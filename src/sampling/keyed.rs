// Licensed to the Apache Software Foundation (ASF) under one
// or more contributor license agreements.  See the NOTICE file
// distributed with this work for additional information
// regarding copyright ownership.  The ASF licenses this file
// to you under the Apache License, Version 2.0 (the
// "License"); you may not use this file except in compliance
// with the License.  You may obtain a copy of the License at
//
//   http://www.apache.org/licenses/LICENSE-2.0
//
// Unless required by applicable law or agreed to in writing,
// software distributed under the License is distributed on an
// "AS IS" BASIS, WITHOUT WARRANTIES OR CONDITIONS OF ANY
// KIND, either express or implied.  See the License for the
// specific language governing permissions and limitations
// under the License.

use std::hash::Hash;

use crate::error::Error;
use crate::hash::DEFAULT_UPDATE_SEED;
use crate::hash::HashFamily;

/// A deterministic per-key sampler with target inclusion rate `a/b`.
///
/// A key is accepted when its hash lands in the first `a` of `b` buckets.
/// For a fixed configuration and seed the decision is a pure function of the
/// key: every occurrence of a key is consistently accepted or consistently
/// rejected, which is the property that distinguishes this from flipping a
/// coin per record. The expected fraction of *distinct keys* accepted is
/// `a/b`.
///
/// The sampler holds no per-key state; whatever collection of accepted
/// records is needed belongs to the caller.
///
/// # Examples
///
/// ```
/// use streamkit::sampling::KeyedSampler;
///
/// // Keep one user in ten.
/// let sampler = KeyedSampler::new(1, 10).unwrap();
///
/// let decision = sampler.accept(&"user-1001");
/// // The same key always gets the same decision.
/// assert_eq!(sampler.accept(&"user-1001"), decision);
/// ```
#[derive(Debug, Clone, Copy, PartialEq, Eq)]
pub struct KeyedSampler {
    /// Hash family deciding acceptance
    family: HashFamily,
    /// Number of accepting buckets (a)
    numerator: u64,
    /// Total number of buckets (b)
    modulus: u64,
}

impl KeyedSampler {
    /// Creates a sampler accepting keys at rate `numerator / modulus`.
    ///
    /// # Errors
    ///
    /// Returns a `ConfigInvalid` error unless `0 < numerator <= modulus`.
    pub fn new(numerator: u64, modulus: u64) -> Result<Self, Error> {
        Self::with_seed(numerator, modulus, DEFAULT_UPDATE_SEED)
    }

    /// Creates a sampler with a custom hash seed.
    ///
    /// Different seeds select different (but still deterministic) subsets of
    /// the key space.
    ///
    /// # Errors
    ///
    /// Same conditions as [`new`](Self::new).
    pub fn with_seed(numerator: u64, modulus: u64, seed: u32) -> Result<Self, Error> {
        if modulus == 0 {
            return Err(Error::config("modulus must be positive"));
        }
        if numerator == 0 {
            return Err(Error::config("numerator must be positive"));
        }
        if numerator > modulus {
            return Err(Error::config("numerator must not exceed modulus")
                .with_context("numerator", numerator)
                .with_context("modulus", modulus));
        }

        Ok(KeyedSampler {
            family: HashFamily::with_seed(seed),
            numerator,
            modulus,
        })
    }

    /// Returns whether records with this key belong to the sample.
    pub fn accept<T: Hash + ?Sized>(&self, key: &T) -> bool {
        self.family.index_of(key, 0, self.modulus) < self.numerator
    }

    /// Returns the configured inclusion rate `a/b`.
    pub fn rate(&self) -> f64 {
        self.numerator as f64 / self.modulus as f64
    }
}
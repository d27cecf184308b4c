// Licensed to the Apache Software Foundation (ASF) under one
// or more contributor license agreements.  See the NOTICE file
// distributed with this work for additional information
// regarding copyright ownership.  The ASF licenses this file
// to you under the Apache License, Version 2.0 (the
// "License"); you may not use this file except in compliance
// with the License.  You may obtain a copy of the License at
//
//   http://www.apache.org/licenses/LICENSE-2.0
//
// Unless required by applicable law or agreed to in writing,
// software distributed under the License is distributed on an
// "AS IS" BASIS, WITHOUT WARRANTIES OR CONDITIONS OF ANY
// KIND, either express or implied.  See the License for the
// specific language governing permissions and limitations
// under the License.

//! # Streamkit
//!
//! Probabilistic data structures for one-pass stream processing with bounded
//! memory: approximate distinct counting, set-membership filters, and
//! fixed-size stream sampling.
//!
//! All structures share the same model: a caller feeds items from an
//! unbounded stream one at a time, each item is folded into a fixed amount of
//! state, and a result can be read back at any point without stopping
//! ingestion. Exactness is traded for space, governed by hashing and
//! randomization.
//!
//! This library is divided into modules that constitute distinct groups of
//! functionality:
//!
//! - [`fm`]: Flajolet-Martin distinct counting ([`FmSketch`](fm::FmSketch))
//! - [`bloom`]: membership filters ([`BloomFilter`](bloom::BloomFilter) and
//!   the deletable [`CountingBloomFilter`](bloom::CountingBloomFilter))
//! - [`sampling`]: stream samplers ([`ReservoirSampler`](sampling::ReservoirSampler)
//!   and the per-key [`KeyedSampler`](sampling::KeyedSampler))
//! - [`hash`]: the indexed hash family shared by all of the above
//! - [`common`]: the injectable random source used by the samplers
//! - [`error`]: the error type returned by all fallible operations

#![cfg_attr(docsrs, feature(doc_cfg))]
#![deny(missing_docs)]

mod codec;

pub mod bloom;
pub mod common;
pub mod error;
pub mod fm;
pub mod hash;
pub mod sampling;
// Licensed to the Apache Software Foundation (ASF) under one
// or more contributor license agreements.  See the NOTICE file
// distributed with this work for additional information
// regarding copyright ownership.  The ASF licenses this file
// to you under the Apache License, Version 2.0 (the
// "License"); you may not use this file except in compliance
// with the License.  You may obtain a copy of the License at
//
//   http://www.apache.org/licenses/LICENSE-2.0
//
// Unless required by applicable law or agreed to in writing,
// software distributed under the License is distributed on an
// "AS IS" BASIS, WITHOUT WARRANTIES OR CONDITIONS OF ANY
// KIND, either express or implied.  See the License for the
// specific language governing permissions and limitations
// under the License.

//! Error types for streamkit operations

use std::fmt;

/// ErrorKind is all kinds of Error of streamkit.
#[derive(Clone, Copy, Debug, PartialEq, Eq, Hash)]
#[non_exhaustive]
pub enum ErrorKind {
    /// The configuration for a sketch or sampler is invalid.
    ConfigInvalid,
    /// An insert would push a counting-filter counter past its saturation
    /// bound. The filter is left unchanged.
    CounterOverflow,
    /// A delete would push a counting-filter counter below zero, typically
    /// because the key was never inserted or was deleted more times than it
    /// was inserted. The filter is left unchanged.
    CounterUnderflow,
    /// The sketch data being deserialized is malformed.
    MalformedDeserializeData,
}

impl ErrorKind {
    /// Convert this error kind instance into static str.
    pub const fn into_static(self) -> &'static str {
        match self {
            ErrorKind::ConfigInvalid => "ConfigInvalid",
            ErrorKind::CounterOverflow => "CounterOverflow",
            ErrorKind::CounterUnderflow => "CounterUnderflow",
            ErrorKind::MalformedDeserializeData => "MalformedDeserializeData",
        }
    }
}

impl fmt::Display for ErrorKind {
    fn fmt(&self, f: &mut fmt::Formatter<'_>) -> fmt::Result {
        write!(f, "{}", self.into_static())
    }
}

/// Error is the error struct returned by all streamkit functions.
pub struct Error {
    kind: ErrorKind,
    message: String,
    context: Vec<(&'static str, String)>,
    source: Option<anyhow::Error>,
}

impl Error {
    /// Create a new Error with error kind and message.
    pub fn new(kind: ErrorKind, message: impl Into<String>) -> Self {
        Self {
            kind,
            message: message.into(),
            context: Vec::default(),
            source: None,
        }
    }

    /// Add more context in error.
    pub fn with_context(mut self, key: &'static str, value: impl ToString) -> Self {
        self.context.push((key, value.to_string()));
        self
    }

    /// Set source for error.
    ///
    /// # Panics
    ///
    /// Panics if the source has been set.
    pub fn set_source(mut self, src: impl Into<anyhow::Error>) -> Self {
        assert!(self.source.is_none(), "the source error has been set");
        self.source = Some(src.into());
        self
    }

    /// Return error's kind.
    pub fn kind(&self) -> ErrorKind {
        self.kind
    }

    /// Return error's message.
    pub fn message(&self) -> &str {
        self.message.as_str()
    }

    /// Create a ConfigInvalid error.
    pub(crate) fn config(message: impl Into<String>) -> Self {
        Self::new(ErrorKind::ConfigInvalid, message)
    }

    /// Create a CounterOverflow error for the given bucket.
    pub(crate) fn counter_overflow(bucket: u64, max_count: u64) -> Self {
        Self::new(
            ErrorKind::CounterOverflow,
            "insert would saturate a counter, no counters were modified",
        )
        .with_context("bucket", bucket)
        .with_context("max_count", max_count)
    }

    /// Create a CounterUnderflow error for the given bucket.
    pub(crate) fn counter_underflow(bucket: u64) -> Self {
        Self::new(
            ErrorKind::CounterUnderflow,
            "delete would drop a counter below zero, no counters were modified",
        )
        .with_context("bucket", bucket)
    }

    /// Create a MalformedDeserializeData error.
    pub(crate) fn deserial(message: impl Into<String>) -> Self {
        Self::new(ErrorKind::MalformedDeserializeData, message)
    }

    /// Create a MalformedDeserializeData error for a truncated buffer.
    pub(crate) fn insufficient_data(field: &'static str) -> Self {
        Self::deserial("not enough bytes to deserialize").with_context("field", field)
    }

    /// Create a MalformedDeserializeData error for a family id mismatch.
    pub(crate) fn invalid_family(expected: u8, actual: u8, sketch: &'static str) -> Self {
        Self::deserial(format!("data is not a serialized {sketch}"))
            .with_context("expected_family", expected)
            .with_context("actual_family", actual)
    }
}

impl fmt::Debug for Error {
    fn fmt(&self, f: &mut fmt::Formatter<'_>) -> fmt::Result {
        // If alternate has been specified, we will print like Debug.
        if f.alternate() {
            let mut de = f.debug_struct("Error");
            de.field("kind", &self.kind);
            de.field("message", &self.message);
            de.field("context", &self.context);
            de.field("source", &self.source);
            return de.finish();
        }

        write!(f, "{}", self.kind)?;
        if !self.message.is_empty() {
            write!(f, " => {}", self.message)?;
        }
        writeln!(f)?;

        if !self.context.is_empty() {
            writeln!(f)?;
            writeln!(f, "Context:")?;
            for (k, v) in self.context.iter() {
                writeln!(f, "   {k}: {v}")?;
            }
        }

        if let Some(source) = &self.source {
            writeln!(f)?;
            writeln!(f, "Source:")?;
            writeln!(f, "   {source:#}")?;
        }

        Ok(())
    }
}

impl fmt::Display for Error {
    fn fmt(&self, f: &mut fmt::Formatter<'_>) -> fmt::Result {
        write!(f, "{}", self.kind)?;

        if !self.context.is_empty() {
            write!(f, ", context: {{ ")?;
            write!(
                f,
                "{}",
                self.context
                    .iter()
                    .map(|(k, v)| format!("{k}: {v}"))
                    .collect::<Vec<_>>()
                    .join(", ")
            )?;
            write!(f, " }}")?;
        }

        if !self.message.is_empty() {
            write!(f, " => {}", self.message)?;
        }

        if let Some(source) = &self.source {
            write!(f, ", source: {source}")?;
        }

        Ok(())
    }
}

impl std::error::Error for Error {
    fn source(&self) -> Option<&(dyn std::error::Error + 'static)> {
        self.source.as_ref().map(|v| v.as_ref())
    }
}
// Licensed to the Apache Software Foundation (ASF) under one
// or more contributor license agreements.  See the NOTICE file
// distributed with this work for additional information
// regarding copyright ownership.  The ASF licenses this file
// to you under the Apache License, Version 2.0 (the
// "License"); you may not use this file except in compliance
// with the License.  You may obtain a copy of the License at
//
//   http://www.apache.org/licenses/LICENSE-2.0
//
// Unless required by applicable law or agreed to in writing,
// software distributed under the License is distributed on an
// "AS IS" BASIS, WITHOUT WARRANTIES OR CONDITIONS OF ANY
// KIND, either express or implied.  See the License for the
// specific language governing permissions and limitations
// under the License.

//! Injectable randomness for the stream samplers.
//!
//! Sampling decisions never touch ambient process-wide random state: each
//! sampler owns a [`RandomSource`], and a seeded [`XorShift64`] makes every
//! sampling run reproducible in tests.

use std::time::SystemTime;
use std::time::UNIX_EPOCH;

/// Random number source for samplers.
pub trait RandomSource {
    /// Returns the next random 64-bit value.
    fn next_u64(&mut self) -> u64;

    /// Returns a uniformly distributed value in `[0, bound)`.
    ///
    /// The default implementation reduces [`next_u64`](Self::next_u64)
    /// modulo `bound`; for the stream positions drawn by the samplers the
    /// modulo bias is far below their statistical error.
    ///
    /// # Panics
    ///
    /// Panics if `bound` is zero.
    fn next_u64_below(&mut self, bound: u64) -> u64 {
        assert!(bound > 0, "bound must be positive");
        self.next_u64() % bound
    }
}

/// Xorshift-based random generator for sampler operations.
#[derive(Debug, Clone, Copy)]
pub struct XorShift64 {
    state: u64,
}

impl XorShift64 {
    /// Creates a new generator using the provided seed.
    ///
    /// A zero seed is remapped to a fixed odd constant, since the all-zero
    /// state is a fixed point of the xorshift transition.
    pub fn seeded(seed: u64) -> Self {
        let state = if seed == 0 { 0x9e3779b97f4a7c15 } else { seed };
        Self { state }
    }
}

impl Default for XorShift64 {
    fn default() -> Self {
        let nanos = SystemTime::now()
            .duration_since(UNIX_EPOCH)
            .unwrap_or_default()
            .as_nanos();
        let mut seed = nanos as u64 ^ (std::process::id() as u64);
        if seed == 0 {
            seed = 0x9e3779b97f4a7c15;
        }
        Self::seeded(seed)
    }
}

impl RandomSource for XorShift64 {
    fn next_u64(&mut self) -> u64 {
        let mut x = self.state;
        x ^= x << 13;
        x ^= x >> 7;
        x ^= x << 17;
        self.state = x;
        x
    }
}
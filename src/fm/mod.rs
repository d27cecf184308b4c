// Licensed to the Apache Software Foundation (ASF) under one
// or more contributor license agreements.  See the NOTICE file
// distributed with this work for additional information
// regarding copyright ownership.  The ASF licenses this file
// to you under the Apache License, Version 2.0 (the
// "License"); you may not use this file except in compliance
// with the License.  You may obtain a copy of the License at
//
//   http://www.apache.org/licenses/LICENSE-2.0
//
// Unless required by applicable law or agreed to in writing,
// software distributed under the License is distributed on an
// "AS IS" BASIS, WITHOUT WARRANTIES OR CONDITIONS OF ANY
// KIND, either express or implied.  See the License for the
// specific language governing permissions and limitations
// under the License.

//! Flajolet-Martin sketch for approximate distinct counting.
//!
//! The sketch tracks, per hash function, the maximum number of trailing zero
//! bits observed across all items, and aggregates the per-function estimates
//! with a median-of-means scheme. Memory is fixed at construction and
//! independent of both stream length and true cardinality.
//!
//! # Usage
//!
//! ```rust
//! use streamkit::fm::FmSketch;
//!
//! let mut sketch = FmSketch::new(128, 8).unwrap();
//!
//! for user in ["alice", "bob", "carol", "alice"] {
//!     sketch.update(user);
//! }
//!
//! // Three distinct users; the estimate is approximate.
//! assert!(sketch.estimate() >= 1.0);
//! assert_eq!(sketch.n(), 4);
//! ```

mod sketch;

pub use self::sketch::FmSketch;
--------
All lines in the records above that contain "state" are to be reported.

/// The sampler holds no per-key state; whatever collection of accepted
//! state, and a result can be read back at any point without stopping
//! Sampling decisions never touch ambient process-wide random state: each
    state: u64,
    /// state is a fixed point of the xorshift transition.
        let state = if seed == 0 { 0x9e3779b97f4a7c15 } else { seed };
        Self { state }
        let mut x = self.state;
        self.state = x;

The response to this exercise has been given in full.